• _DATA_

◆ ◆ ◆ ◆

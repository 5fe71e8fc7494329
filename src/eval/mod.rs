//! VM runtime: the per-frame state and the step loop.

use std::collections::BTreeMap;
use std::marker::PhantomData;
use std::ops::AddAssign;
use std::rc::Rc;

use log::{debug, trace};
use primitive_types::{H160, U256};

use crate::errors::{FrameError, InternalError};
use crate::memory::Memory;
use crate::params::{Context, HeaderParams, Log};
use crate::patch::Patch;
use crate::pc::{Instruction, Valids, PC, PCMut};
use crate::stack::Stack;
use crate::state::StateManager;
use crate::trie::Database;

use self::check::{check_memory_support, check_opcode};
use self::cost::{gas_cost, gas_refund, gas_stipend, invoke_base_cost, memory_cost, memory_gas};
use self::run::run_opcode;

macro_rules! reset_error_hard {
    ($self: expr, $err: expr) => {
        $self.status = MachineStatus::ExitedErr($err);
        $self.state.used_gas = GasUsage::All;
        $self.state.refunded_gas = U256::zero();
        $self.state.logs = Vec::new();
        $self.state.suicides = BTreeMap::new();
        $self.state.out = Rc::new(Vec::new());
    };
}

macro_rules! reset_error_fatal {
    ($self: expr, $err: expr) => {
        $self.status = MachineStatus::ExitedFatal($err);
        $self.state.used_gas = GasUsage::All;
        $self.state.refunded_gas = U256::zero();
        $self.state.logs = Vec::new();
        $self.state.suicides = BTreeMap::new();
        $self.state.out = Rc::new(Vec::new());
    };
}

mod check;
pub mod cost;
mod lifecycle;
mod precompiled;
mod run;
pub mod util;

/// Gas spent by a frame, excluding memory gas.
#[derive(Clone, Copy, Debug, PartialEq, Eq)]
pub enum GasUsage {
    /// The frame failed and consumed everything it was given.
    All,
    /// Gas spent so far.
    Some(U256),
}

impl AddAssign<U256> for GasUsage {
    fn add_assign(&mut self, rhs: U256) {
        match self {
            GasUsage::All => (),
            GasUsage::Some(ref mut gas) => {
                *gas = gas.saturating_add(rhs);
            }
        }
    }
}

/// A frame state without the program counter position semantics.
pub struct State<M> {
    /// Memory of this frame.
    pub memory: M,
    /// Word stack of this frame.
    pub stack: Stack,

    /// Execution context.
    pub context: Context,

    /// The current return value.
    pub out: Rc<Vec<u8>>,

    /// Memory high-water mark in words. Monotonically non-decreasing
    /// within the frame; distinct from the memory gas derived from it.
    pub memory_cost: U256,
    /// Gas spent, excluding memory gas.
    pub used_gas: GasUsage,
    /// Refund accrued from storage clears and self-destructs.
    pub refunded_gas: U256,

    /// Logs emitted on the successful path.
    pub logs: Vec<Log>,
    /// Contracts scheduled for destruction, with their beneficiaries.
    pub suicides: BTreeMap<H160, H160>,

    /// Depth of this frame.
    pub depth: usize,

    /// Valid jump destinations of the code.
    pub valids: Valids,
    /// Program counter position.
    pub position: usize,
}

impl<M> State<M> {
    /// Memory gas owed for the current high-water mark.
    pub fn memory_gas(&self) -> U256 {
        memory_gas(self.memory_cost)
    }

    /// Gas still available to this frame.
    pub fn available_gas(&self) -> U256 {
        self.context.gas_limit - self.total_used_gas()
    }

    /// Total gas spent, including memory gas.
    pub fn total_used_gas(&self) -> U256 {
        match self.used_gas {
            GasUsage::All => self.context.gas_limit,
            GasUsage::Some(gas) => self.memory_gas().saturating_add(gas),
        }
    }
}

/// Current status of a frame.
#[derive(Debug, Clone)]
pub enum MachineStatus {
    /// The frame is actively running.
    Running,
    /// The frame has exited successfully.
    ExitedOk,
    /// The frame has exited with an on-chain error.
    ExitedErr(FrameError),
    /// A host-level failure. The transaction is abandoned.
    ExitedFatal(InternalError),
    /// The frame requires execution of a message-call sub-frame. The
    /// second field is the return-data target in memory.
    InvokeCall(Context, (U256, U256)),
    /// The frame requires execution of a contract-creation sub-frame.
    InvokeCreate(Context),
}

/// Outcome of the check phase that needs acting upon.
#[derive(Debug, Clone)]
pub enum ControlCheck {
    Jump(U256),
}

/// Control action yielded by an instruction.
#[derive(Debug, Clone)]
pub enum Control {
    Stop,
    Jump(U256),
    InvokeCall(Context, (U256, U256)),
    InvokeCreate(Context),
    /// A CALL or CREATE failed on the depth limit or the caller's
    /// balance before any child frame existed: a `0` has been pushed
    /// and only the instruction's base cost is charged.
    ShortCircuit,
}

/// One record handed to per-opcode trace hooks.
#[derive(Debug, Clone)]
pub struct StepRecord {
    /// Depth of the executing frame.
    pub depth: usize,
    /// Position of the instruction.
    pub position: usize,
    /// The instruction about to run.
    pub instruction: Instruction,
    /// Gas remaining after the instruction's charge.
    pub gas_left: U256,
}

/// Cross-frame runtime data: the block context and trace hooks.
pub struct Runtime {
    /// Block header parameters.
    pub block: HeaderParams,
    /// Hooks invoked before each instruction.
    pub step_hooks: Vec<Box<dyn Fn(&StepRecord)>>,
}

impl Runtime {
    /// Create a runtime over the given block.
    pub fn new(block: HeaderParams) -> Self {
        Runtime {
            block,
            step_hooks: Vec::new(),
        }
    }
}

/// A single frame with its program counter: state plus status.
pub struct Machine<M, P: Patch> {
    pub(crate) state: State<M>,
    pub(crate) status: MachineStatus,
    _marker: PhantomData<P>,
}

impl<M: Memory + Default, P: Patch> Machine<M, P> {
    /// Create a frame over the given context at the given depth.
    pub fn new(context: Context, depth: usize) -> Self {
        let valids = Valids::new(context.code.as_slice());
        Machine {
            status: MachineStatus::Running,
            state: State {
                memory: M::default(),
                stack: Stack::default(),

                out: Rc::new(Vec::new()),

                memory_cost: U256::zero(),
                used_gas: GasUsage::Some(U256::zero()),
                refunded_gas: U256::zero(),

                logs: Vec::new(),
                suicides: BTreeMap::new(),

                depth,
                position: 0,
                valids,

                context,
            },
            _marker: PhantomData,
        }
    }

    /// The frame state.
    pub fn state(&self) -> &State<M> {
        &self.state
    }

    /// The frame status.
    pub fn status(&self) -> MachineStatus {
        self.status.clone()
    }

    pub(crate) fn set_fatal(&mut self, err: InternalError) {
        reset_error_fatal!(self, err);
    }

    /// Execute one instruction. The result is reflected in the frame
    /// status.
    pub fn step<D: Database>(&mut self, handle: &mut StateManager<D>, runtime: &Runtime) {
        match self.status {
            MachineStatus::Running => (),
            _ => panic!("step on a finished frame"),
        }

        if self.step_precompiled() {
            trace!(target: "vm", "precompiled frame executed");
            return;
        }

        struct Precheck {
            instruction: Instruction,
            position: usize,
            memory_cost: U256,
            gas_cost: U256,
            gas_stipend: U256,
            gas_refund: U256,
            after_gas: U256,
        }

        let precheck = {
            let pc = PC::<P>::new(
                self.state.context.code.as_slice(),
                &self.state.valids,
                &self.state.position,
            );

            if pc.is_end() {
                debug!(target: "vm", "reached end of code, stopping");
                self.status = MachineStatus::ExitedOk;
                return;
            }

            let instruction = match pc.peek() {
                Ok(instruction) => instruction,
                Err(err) => {
                    reset_error_hard!(self, err);
                    return;
                }
            };

            match check_opcode(instruction, &self.state).and_then(|control| match control {
                None => Ok(()),
                Some(ControlCheck::Jump(dest)) => {
                    if dest <= U256::from(usize::MAX) && pc.is_valid(dest.as_usize()) {
                        Ok(())
                    } else {
                        Err(FrameError::InvalidJump)
                    }
                }
            }) {
                Ok(()) => (),
                Err(err) => {
                    reset_error_hard!(self, err);
                    return;
                }
            }

            let used_gas = match self.state.used_gas {
                GasUsage::Some(gas) => gas,
                GasUsage::All => {
                    reset_error_hard!(self, FrameError::OutOfGas);
                    return;
                }
            };

            let position = pc.position();
            let memory_cost = memory_cost(instruction, &self.state);
            let memory_gas = memory_gas(memory_cost);
            let gas_cost = match gas_cost::<M, P, D>(instruction, &self.state, handle) {
                Ok(gas) => gas,
                Err(err) => {
                    reset_error_fatal!(self, err.into());
                    return;
                }
            };
            let gas_stipend = gas_stipend(instruction, &self.state);
            let gas_refund = match gas_refund(instruction, &self.state, handle) {
                Ok(refund) => refund,
                Err(err) => {
                    reset_error_fatal!(self, err.into());
                    return;
                }
            };

            let all_gas_cost = memory_gas.saturating_add(used_gas).saturating_add(gas_cost);
            if self.state.context.gas_limit < all_gas_cost {
                reset_error_hard!(self, FrameError::OutOfGas);
                return;
            }

            if let Err(err) = check_memory_support(instruction, &self.state) {
                reset_error_fatal!(self, err);
                return;
            }

            let after_gas = self.state.context.gas_limit - all_gas_cost;

            Precheck {
                instruction,
                position,
                memory_cost,
                gas_cost,
                gas_stipend,
                gas_refund,
                after_gas,
            }
        };

        trace!(target: "vm", "position:    {}", precheck.position);
        trace!(target: "vm", "gas_cost:    {:x?}", precheck.gas_cost);
        trace!(target: "vm", "gas_stipend: {:x?}", precheck.gas_stipend);
        trace!(target: "vm", "gas_refund:  {:x?}", precheck.gas_refund);
        trace!(target: "vm", "after_gas:   {:x?}", precheck.after_gas);

        for hook in &runtime.step_hooks {
            hook(&StepRecord {
                depth: self.state.depth,
                position: precheck.position,
                instruction: precheck.instruction,
                gas_left: precheck.after_gas,
            });
        }

        let instruction = PCMut::<P>::new(
            self.state.context.code.as_slice(),
            &self.state.valids,
            &mut self.state.position,
        )
        .read()
        .unwrap();

        let result = run_opcode::<M, P, D>(
            (instruction, precheck.position),
            &mut self.state,
            handle,
            runtime,
            precheck.gas_stipend,
            precheck.after_gas,
        );

        // An invocation that never spawned a child frame pays the
        // instruction's base cost, not the transfer and new-account
        // surcharges, and grants no stipend.
        self.state.used_gas += if matches!(result, Ok(Some(Control::ShortCircuit))) {
            invoke_base_cost::<P>(instruction)
        } else {
            precheck.gas_cost - precheck.gas_stipend
        };
        self.state.memory_cost = precheck.memory_cost;
        self.state.refunded_gas = self.state.refunded_gas.saturating_add(precheck.gas_refund);

        debug!(target: "vm", "{:?} at {} => {:?}", instruction, precheck.position, self.status);

        match result {
            Err(err) => {
                reset_error_fatal!(self, err.into());
            }
            Ok(None) => (),
            Ok(Some(Control::Jump(dest))) => {
                // The destination was validated in the check phase.
                PCMut::<P>::new(
                    self.state.context.code.as_slice(),
                    &self.state.valids,
                    &mut self.state.position,
                )
                .jump(dest.as_usize())
                .unwrap();
            }
            Ok(Some(Control::Stop)) => {
                self.status = MachineStatus::ExitedOk;
            }
            Ok(Some(Control::InvokeCall(context, ret))) => {
                self.status = MachineStatus::InvokeCall(context, ret);
            }
            Ok(Some(Control::InvokeCreate(context))) => {
                self.status = MachineStatus::InvokeCreate(context);
            }
            Ok(Some(Control::ShortCircuit)) => (),
        }
    }
}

◆ ◆ ◆ ◆

• _WHAT IS REQUIRED_
For each line above that includes the word "given", make a copy of that line.

• _EXPECTED ANSWER_
    /// The frame failed and consumed everything it was given.
    /// Create a runtime over the given block.
    /// Create a frame over the given context at the given depth.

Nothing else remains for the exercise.